▸ Task instructions:
Reproduce every record exactly as written.

Saved data entries
***

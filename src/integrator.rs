// SPDX-License-Identifier: MIT
//! Recursive merge-move of one filesystem tree into another, with an
//! optional hook that degrades a job's ledger state on persistent failure.

use crate::errors::StateRetryError;
use crate::retry::{retry_with_backoff, RetryConfig};
use crate::storage::Storage;
use anyhow::{anyhow, Context, Result};
use std::path::Path;
use tracing::{debug, error, warn};

/// Move `src` into `dst`, recursively merging directories and overwriting
/// conflicting files, removing `src` as it empties.
///
/// If `degrade_id` is `None`, a failure propagates as an ordinary error —
/// the caller is expected to retry the whole stage on its own schedule.
///
/// If `degrade_id` is `Some(id)`, a failure instead degrades the job: its
/// `state_retry_count` is incremented, and either the job is marked
/// `failed` (budget exhausted) or reset to `found` with `cld_dl_move_retry_c`
/// incremented — in both cases a [`StateRetryError`] is returned so the
/// caller knows the job has already been handled and should not be retried
/// in place.
pub async fn move_and_integrate(
    storage: &Storage,
    src: &Path,
    dst: &Path,
    degrade_id: Option<i64>,
    max_state_retry_count: u32,
) -> Result<()> {
    let retry_cfg = RetryConfig {
        max_attempts: 2,
        ..RetryConfig::default()
    };

    let result = retry_with_backoff(&retry_cfg, || async {
        move_and_integrate_once(src, dst).await
    })
    .await;

    let Err(err) = result else {
        return Ok(());
    };

    let Some(id) = degrade_id else {
        warn!(src = %src.display(), dst = %dst.display(), %err, "integration failed, no degrade id — caller will retry");
        return Err(anyhow!("failed to move and integrate {}: {err}", src.display()));
    };

    error!(job_id = id, src = %src.display(), dst = %dst.display(), %err, "integration failed — degrading job");
    let new_count = storage.increment_state_retry(id).await?;

    if new_count as u32 >= max_state_retry_count {
        error!(job_id = id, new_count, max_state_retry_count, "state retry budget exhausted — marking failed");
        storage.mark_failed(id).await?;
        return Err(StateRetryError::new(format!(
            "state retry count exceeded for job {id}: {err}"
        ))
        .into());
    }

    warn!(job_id = id, new_count, max_state_retry_count, "degrading job back to found for another attempt");
    storage.reset_to_found(id, true, false).await?;
    Err(StateRetryError::new(format!("failed to move and integrate {}: {err}", src.display())).into())
}

async fn move_and_integrate_once(src: &Path, dst: &Path) -> Result<()> {
    let src = src.to_path_buf();
    let dst = dst.to_path_buf();
    tokio::task::spawn_blocking(move || move_and_integrate_sync(&src, &dst))
        .await
        .context("integrator task panicked")?
}

fn move_and_integrate_sync(src: &Path, dst: &Path) -> Result<()> {
    if !src.exists() {
        return Err(anyhow!("source missing: {}", src.display()));
    }

    if src.is_file() {
        if let Some(parent) = dst.parent() {
            std::fs::create_dir_all(parent)
                .with_context(|| format!("creating parent of {}", dst.display()))?;
        }
        if dst.exists() {
            debug!(dst = %dst.display(), "overwriting existing file");
        }
        std::fs::rename(src, dst).or_else(|_| {
            // Cross-device moves fail with EXDEV under rename(2); fall back
            // to copy + remove for those.
            std::fs::copy(src, dst)?;
            std::fs::remove_file(src)
        })
        .with_context(|| format!("moving file {} to {}", src.display(), dst.display()))?;
        return Ok(());
    }

    std::fs::create_dir_all(dst)
        .with_context(|| format!("creating directory {}", dst.display()))?;

    for entry in std::fs::read_dir(src)
        .with_context(|| format!("reading directory {}", src.display()))?
    {
        let entry = entry?;
        let child_dst = dst.join(entry.file_name());
        move_and_integrate_sync(&entry.path(), &child_dst)?;
    }

    std::fs::remove_dir(src)
        .with_context(|| format!("removing emptied directory {}", src.display()))?;
    Ok(())
}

***

▸ Response below:
filename src/integrator.rs
// SPDX-License-Identifier: MIT
//! Recursive merge-move of one filesystem tree into another, with an
//! optional hook that degrades a job's ledger state on persistent failure.

use crate::errors::StateRetryError;
use crate::retry::{retry_with_backoff, RetryConfig};
use crate::storage::Storage;
use anyhow::{anyhow, Context, Result};
use std::path::Path;
use tracing::{debug, error, warn};

/// Move `src` into `dst`, recursively merging directories and overwriting
/// conflicting files, removing `src` as it empties.
///
/// If `degrade_id` is `None`, a failure propagates as an ordinary error —
/// the caller is expected to retry the whole stage on its own schedule.
///
/// If `degrade_id` is `Some(id)`, a failure instead degrades the job: its
/// `state_retry_count` is incremented, and either the job is marked
/// `failed` (budget exhausted) or reset to `found` with `cld_dl_move_retry_c`
/// incremented — in both cases a [`StateRetryError`] is returned so the
/// caller knows the job has already been handled and should not be retried
/// in place.
pub async fn move_and_integrate(
    storage: &Storage,
    src: &Path,
    dst: &Path,
    degrade_id: Option<i64>,
    max_state_retry_count: u32,
) -> Result<()> {
    let retry_cfg = RetryConfig {
        max_attempts: 2,
        ..RetryConfig::default()
    };

    let result = retry_with_backoff(&retry_cfg, || async {
        move_and_integrate_once(src, dst).await
    })
    .await;

    let Err(err) = result else {
        return Ok(());
    };

    let Some(id) = degrade_id else {
        warn!(src = %src.display(), dst = %dst.display(), %err, "integration failed, no degrade id — caller will retry");
        return Err(anyhow!("failed to move and integrate {}: {err}", src.display()));
    };

    error!(job_id = id, src = %src.display(), dst = %dst.display(), %err, "integration failed — degrading job");
    let new_count = storage.increment_state_retry(id).await?;

    if new_count as u32 >= max_state_retry_count {
        error!(job_id = id, new_count, max_state_retry_count, "state retry budget exhausted — marking failed");
        storage.mark_failed(id).await?;
        return Err(StateRetryError::new(format!(
            "state retry count exceeded for job {id}: {err}"
        ))
        .into());
    }

    warn!(job_id = id, new_count, max_state_retry_count, "degrading job back to found for another attempt");
    storage.reset_to_found(id, true, false).await?;
    Err(StateRetryError::new(format!("failed to move and integrate {}: {err}", src.display())).into())
}

async fn move_and_integrate_once(src: &Path, dst: &Path) -> Result<()> {
    let src = src.to_path_buf();
    let dst = dst.to_path_buf();
    tokio::task::spawn_blocking(move || move_and_integrate_sync(&src, &dst))
        .await
        .context("integrator task panicked")?
}

fn move_and_integrate_sync(src: &Path, dst: &Path) -> Result<()> {
    if !src.exists() {
        return Err(anyhow!("source missing: {}", src.display()));
    }

    if src.is_file() {
        if let Some(parent) = dst.parent() {
            std::fs::create_dir_all(parent)
                .with_context(|| format!("creating parent of {}", dst.display()))?;
        }
        if dst.exists() {
            debug!(dst = %dst.display(), "overwriting existing file");
        }
        std::fs::rename(src, dst).or_else(|_| {
            // Cross-device moves fail with EXDEV under rename(2); fall back
            // to copy + remove for those.
            std::fs::copy(src, dst)?;
            std::fs::remove_file(src)
        })
        .with_context(|| format!("moving file {} to {}", src.display(), dst.display()))?;
        return Ok(());
    }

    std::fs::create_dir_all(dst)
        .with_context(|| format!("creating directory {}", dst.display()))?;

    for entry in std::fs::read_dir(src)
        .with_context(|| format!("reading directory {}", src.display()))?
    {
        let entry = entry?;
        let child_dst = dst.join(entry.file_name());
        move_and_integrate_sync(&entry.path(), &child_dst)?;
    }

    std::fs::remove_dir(src)
        .with_context(|| format!("removing emptied directory {}", src.display()))?;
    Ok(())
}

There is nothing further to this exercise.